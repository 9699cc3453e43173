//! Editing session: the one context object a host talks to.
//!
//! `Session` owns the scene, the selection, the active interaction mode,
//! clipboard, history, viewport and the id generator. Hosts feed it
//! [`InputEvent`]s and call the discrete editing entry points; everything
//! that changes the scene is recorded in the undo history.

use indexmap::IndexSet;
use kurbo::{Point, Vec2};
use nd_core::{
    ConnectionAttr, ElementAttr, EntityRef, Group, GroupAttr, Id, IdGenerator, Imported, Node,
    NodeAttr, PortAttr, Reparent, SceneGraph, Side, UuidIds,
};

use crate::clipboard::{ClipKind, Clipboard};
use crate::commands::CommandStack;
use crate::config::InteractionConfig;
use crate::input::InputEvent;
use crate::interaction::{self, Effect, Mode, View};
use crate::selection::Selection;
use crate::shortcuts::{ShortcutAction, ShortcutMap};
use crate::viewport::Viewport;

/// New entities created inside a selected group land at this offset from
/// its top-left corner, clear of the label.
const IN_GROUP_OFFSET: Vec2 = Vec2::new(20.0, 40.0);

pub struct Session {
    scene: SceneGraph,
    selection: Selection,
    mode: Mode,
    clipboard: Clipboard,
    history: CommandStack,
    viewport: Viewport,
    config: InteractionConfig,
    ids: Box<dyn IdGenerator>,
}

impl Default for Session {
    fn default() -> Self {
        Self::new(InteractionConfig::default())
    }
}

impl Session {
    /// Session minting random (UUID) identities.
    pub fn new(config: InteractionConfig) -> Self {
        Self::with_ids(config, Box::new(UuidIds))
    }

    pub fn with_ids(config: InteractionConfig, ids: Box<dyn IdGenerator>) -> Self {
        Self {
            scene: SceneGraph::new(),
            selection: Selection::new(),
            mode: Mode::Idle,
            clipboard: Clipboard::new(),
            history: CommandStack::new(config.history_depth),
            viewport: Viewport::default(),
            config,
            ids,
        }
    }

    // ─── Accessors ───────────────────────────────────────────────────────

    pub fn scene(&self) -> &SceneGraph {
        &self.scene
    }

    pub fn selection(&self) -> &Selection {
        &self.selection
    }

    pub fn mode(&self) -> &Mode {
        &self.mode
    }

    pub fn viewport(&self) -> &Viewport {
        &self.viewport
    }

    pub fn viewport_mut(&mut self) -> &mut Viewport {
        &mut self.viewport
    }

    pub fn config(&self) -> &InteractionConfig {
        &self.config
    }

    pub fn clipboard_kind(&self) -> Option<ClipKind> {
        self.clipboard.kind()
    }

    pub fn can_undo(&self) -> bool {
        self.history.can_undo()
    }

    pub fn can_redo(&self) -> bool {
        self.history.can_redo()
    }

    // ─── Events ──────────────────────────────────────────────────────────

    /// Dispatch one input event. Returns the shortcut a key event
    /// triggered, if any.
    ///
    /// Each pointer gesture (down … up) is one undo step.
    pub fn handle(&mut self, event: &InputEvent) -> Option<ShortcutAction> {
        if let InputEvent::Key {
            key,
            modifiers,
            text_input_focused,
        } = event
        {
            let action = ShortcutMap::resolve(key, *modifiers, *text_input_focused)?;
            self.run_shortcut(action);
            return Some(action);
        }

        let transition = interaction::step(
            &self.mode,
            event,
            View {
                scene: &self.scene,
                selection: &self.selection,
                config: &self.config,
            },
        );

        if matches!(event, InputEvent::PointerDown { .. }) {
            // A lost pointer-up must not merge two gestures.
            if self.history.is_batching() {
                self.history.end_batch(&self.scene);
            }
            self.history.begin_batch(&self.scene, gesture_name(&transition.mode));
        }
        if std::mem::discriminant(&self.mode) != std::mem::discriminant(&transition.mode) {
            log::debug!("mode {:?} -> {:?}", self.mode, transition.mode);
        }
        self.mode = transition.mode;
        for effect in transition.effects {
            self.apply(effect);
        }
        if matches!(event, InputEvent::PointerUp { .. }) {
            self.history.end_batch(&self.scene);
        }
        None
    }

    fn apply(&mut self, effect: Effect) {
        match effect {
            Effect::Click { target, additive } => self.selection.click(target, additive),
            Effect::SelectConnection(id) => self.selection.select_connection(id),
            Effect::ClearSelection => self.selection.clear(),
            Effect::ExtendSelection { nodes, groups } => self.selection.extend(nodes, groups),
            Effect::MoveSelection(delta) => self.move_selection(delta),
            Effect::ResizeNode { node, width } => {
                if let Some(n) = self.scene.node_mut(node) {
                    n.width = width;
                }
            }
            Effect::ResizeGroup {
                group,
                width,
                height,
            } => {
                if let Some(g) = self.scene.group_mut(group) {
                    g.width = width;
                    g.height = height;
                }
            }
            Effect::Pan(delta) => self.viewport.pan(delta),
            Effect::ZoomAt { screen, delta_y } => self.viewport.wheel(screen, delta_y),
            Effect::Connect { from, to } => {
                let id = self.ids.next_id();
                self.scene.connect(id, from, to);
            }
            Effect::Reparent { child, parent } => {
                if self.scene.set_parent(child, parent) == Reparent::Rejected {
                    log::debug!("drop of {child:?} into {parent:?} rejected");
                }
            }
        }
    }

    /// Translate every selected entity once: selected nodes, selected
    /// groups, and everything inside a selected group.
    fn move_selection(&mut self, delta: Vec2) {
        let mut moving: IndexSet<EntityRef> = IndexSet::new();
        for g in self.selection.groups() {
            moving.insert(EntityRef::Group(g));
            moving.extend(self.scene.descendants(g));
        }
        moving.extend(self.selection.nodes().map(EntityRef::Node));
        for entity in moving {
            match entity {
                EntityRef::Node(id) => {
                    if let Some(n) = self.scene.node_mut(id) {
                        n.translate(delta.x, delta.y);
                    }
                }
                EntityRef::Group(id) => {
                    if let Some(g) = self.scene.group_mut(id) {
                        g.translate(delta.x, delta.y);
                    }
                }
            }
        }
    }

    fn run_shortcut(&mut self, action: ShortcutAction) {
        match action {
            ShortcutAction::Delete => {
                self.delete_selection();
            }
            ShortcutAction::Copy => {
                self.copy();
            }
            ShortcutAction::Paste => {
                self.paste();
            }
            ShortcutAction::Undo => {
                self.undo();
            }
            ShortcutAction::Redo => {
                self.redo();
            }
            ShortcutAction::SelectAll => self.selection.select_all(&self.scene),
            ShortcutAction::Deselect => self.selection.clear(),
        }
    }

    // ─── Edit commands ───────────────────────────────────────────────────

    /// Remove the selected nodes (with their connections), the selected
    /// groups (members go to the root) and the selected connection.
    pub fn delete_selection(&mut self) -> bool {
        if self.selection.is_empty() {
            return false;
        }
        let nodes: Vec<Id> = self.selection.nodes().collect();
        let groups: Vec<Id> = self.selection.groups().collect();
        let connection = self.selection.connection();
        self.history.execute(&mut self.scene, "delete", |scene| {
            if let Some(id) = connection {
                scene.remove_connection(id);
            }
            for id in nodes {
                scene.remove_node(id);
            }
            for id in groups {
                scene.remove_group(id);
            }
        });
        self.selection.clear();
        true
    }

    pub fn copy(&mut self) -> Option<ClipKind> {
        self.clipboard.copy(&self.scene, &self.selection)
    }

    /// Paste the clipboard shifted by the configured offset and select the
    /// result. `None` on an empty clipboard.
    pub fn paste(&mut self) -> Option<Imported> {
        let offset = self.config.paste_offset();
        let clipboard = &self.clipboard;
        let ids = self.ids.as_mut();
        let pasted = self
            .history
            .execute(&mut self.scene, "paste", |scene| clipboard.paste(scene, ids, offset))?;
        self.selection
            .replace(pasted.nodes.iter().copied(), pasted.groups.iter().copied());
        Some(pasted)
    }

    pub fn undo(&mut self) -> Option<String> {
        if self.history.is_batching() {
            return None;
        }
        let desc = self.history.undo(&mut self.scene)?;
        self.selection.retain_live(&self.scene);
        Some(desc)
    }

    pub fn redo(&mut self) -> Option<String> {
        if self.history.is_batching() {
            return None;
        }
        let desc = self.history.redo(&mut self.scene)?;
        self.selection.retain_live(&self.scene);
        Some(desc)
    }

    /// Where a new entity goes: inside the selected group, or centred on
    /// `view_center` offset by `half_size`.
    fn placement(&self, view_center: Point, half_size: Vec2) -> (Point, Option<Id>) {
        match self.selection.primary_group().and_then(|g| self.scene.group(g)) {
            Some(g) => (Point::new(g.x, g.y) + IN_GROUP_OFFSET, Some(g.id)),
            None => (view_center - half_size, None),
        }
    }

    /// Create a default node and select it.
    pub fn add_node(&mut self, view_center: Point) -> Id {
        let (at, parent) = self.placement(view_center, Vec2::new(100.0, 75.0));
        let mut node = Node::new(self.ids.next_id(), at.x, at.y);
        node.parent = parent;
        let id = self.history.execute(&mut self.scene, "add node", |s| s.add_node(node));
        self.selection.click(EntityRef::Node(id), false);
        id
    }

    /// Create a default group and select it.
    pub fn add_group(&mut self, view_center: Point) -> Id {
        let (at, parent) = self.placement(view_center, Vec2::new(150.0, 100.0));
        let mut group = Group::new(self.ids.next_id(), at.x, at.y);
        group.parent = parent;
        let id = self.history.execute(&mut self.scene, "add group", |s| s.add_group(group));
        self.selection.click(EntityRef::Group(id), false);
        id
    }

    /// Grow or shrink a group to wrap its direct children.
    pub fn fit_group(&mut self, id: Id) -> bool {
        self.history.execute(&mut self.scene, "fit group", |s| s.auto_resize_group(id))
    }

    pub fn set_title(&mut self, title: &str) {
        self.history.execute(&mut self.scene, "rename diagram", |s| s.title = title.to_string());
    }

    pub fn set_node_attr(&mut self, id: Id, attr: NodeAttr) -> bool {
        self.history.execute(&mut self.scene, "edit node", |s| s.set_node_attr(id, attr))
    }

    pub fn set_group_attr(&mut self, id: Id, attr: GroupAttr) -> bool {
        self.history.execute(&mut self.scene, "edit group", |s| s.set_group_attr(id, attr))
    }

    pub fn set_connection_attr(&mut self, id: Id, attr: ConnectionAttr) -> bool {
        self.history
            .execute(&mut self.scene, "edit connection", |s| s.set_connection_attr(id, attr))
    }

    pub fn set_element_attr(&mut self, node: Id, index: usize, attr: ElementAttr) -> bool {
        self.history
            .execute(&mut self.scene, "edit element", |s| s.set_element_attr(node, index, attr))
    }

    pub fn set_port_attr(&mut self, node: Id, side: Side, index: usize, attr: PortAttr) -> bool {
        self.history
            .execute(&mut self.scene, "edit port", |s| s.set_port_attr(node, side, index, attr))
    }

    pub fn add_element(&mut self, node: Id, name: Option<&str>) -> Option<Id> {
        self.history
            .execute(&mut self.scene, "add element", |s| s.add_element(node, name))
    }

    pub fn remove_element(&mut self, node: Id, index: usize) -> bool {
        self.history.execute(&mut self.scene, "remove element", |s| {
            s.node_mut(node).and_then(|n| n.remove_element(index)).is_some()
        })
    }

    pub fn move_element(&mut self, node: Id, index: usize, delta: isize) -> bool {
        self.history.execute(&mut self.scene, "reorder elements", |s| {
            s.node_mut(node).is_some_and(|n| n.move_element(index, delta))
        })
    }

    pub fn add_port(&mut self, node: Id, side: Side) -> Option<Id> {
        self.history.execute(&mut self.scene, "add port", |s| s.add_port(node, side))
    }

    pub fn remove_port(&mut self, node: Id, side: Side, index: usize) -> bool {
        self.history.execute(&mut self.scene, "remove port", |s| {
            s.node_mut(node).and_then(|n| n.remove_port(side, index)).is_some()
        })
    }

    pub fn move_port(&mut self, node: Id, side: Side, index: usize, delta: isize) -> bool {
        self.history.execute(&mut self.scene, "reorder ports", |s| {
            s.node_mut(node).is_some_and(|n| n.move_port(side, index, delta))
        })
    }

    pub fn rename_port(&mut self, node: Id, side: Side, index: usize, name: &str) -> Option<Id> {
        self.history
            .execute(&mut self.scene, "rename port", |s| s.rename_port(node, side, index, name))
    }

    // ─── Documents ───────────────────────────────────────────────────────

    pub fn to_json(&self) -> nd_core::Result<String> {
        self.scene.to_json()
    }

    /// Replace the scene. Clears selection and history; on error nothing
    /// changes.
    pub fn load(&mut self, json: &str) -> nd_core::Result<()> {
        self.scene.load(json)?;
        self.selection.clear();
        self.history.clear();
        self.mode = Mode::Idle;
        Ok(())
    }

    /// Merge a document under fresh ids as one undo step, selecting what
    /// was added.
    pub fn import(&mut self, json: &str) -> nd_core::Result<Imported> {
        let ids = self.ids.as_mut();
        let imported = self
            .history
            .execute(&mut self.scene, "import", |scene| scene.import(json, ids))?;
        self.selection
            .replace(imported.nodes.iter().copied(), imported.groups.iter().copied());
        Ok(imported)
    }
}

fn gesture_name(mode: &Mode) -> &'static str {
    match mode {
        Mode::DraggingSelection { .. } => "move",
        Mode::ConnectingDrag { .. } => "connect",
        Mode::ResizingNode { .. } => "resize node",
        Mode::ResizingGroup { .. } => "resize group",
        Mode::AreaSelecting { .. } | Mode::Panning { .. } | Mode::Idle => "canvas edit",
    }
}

PROBLEM DESCRIPTION: Go through the material above, and wherever a line contains the string "Idle", return it.

YOUR SOLUTION:
            mode: Mode::Idle,
        self.mode = Mode::Idle;
        Mode::AreaSelecting { .. } | Mode::Panning { .. } | Mode::Idle => "canvas edit",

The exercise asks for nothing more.